Task item
You are asked to filter the data below and copy every line holding "async".

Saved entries
==================================================
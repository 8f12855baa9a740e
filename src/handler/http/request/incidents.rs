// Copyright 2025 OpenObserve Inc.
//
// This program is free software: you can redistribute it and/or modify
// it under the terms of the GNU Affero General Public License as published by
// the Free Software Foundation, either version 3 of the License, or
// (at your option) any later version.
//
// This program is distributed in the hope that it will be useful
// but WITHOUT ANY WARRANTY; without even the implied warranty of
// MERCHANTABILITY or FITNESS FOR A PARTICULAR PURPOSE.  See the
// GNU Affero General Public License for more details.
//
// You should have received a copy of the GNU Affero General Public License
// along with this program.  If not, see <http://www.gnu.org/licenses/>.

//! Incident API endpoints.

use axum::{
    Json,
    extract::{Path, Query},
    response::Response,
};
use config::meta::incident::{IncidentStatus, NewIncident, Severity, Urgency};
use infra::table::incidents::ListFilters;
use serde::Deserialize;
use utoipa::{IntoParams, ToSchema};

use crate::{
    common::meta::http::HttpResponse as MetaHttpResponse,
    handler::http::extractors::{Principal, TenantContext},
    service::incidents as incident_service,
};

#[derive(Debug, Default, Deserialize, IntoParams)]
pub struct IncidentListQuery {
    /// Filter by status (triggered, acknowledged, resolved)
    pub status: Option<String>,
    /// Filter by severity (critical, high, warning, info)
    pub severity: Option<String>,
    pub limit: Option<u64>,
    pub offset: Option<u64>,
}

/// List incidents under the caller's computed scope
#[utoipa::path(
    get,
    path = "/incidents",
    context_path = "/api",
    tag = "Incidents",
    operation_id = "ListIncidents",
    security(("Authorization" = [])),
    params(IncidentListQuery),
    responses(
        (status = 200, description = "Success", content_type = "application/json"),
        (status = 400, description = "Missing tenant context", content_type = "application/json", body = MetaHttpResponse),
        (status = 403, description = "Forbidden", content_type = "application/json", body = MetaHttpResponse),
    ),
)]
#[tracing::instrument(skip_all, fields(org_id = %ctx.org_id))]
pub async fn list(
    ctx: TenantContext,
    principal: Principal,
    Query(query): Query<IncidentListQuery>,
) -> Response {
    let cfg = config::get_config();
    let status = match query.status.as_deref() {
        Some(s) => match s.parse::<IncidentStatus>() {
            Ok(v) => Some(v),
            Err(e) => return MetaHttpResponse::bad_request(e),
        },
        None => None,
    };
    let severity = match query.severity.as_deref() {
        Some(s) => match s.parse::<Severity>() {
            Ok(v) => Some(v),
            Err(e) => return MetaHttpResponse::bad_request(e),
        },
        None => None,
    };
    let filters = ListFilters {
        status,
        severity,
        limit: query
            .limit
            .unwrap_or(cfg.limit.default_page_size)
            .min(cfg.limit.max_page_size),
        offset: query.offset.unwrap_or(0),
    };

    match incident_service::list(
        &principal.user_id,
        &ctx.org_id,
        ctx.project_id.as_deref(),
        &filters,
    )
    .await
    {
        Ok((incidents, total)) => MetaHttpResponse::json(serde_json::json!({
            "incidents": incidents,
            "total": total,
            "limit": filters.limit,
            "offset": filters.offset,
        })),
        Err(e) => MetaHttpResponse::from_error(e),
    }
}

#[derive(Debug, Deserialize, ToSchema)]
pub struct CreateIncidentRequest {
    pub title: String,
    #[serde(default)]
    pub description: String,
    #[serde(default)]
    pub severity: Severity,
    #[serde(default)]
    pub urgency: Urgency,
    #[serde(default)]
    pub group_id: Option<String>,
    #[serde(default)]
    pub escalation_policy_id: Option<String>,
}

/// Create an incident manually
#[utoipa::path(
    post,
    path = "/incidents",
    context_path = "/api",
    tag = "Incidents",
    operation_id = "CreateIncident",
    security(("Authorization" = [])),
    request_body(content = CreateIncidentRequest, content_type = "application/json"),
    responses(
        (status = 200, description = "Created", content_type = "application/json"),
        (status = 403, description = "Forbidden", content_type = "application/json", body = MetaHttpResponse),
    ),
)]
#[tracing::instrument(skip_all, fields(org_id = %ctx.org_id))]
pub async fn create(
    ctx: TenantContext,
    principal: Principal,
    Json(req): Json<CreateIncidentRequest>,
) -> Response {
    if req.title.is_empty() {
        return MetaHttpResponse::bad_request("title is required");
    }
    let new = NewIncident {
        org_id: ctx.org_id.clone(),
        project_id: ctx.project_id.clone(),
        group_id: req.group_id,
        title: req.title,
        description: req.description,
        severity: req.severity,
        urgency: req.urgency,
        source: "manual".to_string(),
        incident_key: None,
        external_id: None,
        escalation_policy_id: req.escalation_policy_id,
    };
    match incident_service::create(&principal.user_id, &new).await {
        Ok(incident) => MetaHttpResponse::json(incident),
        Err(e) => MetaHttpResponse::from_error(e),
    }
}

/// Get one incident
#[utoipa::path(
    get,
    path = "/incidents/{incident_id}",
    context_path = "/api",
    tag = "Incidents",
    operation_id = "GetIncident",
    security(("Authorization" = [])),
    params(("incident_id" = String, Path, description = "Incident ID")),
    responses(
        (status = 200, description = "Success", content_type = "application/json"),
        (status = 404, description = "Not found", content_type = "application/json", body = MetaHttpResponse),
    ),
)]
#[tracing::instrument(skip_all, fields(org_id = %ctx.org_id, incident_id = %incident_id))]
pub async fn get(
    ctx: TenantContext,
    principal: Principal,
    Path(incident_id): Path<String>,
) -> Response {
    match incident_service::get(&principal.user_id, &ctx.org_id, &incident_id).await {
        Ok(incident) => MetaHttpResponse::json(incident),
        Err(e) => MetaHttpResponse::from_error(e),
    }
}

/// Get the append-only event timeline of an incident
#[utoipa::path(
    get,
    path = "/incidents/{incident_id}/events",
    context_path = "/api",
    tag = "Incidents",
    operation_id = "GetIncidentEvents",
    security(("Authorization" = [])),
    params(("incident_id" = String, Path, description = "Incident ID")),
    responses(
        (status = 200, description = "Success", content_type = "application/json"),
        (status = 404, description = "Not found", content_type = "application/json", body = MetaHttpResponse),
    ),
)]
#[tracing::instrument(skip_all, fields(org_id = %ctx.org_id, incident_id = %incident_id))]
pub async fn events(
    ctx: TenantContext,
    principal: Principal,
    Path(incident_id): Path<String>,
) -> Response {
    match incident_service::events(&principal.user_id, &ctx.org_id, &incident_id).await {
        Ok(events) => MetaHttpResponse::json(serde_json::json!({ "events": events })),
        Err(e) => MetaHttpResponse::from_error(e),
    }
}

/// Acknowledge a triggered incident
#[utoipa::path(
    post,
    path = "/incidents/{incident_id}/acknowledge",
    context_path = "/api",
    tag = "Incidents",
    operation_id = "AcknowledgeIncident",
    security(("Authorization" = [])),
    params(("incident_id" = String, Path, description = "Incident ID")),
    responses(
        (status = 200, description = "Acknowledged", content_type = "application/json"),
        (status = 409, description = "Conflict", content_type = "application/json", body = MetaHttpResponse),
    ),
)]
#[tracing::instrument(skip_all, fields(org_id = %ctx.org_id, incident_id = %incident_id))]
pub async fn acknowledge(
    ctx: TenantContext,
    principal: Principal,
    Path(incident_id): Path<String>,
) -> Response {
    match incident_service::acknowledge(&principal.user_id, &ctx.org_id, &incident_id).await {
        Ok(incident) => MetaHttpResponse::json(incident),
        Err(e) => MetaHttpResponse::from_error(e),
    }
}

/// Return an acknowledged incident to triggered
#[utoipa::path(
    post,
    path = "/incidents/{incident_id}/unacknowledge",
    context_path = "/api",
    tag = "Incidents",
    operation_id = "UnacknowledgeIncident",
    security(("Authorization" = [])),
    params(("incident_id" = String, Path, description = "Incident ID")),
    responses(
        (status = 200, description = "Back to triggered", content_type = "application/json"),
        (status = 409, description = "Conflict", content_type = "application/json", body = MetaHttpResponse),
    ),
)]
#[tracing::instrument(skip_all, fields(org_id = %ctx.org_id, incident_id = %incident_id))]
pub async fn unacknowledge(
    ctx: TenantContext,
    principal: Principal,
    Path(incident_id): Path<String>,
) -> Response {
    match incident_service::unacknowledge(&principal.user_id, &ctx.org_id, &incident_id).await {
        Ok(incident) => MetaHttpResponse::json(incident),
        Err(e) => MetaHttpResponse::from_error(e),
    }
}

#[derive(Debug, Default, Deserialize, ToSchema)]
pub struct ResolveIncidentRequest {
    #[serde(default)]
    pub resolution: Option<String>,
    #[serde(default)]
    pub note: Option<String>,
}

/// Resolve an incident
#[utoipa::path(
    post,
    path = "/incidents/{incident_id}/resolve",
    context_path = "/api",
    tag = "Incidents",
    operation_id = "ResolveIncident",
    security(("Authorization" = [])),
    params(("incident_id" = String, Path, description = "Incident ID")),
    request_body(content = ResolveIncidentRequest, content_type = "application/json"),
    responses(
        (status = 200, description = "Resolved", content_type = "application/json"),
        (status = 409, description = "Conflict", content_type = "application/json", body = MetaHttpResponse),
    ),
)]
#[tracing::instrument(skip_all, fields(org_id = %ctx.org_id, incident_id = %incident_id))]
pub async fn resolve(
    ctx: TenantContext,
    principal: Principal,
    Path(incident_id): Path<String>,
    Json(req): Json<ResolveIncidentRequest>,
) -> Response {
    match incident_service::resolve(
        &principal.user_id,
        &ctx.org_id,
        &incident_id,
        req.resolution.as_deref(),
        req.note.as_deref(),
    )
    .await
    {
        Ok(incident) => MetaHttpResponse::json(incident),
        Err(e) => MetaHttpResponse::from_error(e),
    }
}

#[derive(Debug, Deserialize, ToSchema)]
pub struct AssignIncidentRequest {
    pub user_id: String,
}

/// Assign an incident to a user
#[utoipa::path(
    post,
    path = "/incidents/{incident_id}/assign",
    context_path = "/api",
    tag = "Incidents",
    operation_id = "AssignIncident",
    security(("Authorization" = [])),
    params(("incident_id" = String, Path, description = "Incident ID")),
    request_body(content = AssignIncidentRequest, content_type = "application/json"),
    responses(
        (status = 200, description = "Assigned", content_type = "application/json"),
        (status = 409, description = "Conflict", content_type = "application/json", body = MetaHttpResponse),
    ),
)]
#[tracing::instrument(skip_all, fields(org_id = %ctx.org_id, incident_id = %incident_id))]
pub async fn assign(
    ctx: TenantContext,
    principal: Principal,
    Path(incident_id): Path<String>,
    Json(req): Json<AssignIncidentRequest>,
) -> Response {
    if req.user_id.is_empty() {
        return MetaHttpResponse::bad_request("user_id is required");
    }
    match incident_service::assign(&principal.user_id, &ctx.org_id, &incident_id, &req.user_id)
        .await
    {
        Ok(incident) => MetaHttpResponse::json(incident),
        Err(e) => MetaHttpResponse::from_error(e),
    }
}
==================================================
Answer to the exercise
pub async fn list(
pub async fn create(
pub async fn get(
pub async fn events(
pub async fn acknowledge(
pub async fn unacknowledge(
pub async fn resolve(
pub async fn assign(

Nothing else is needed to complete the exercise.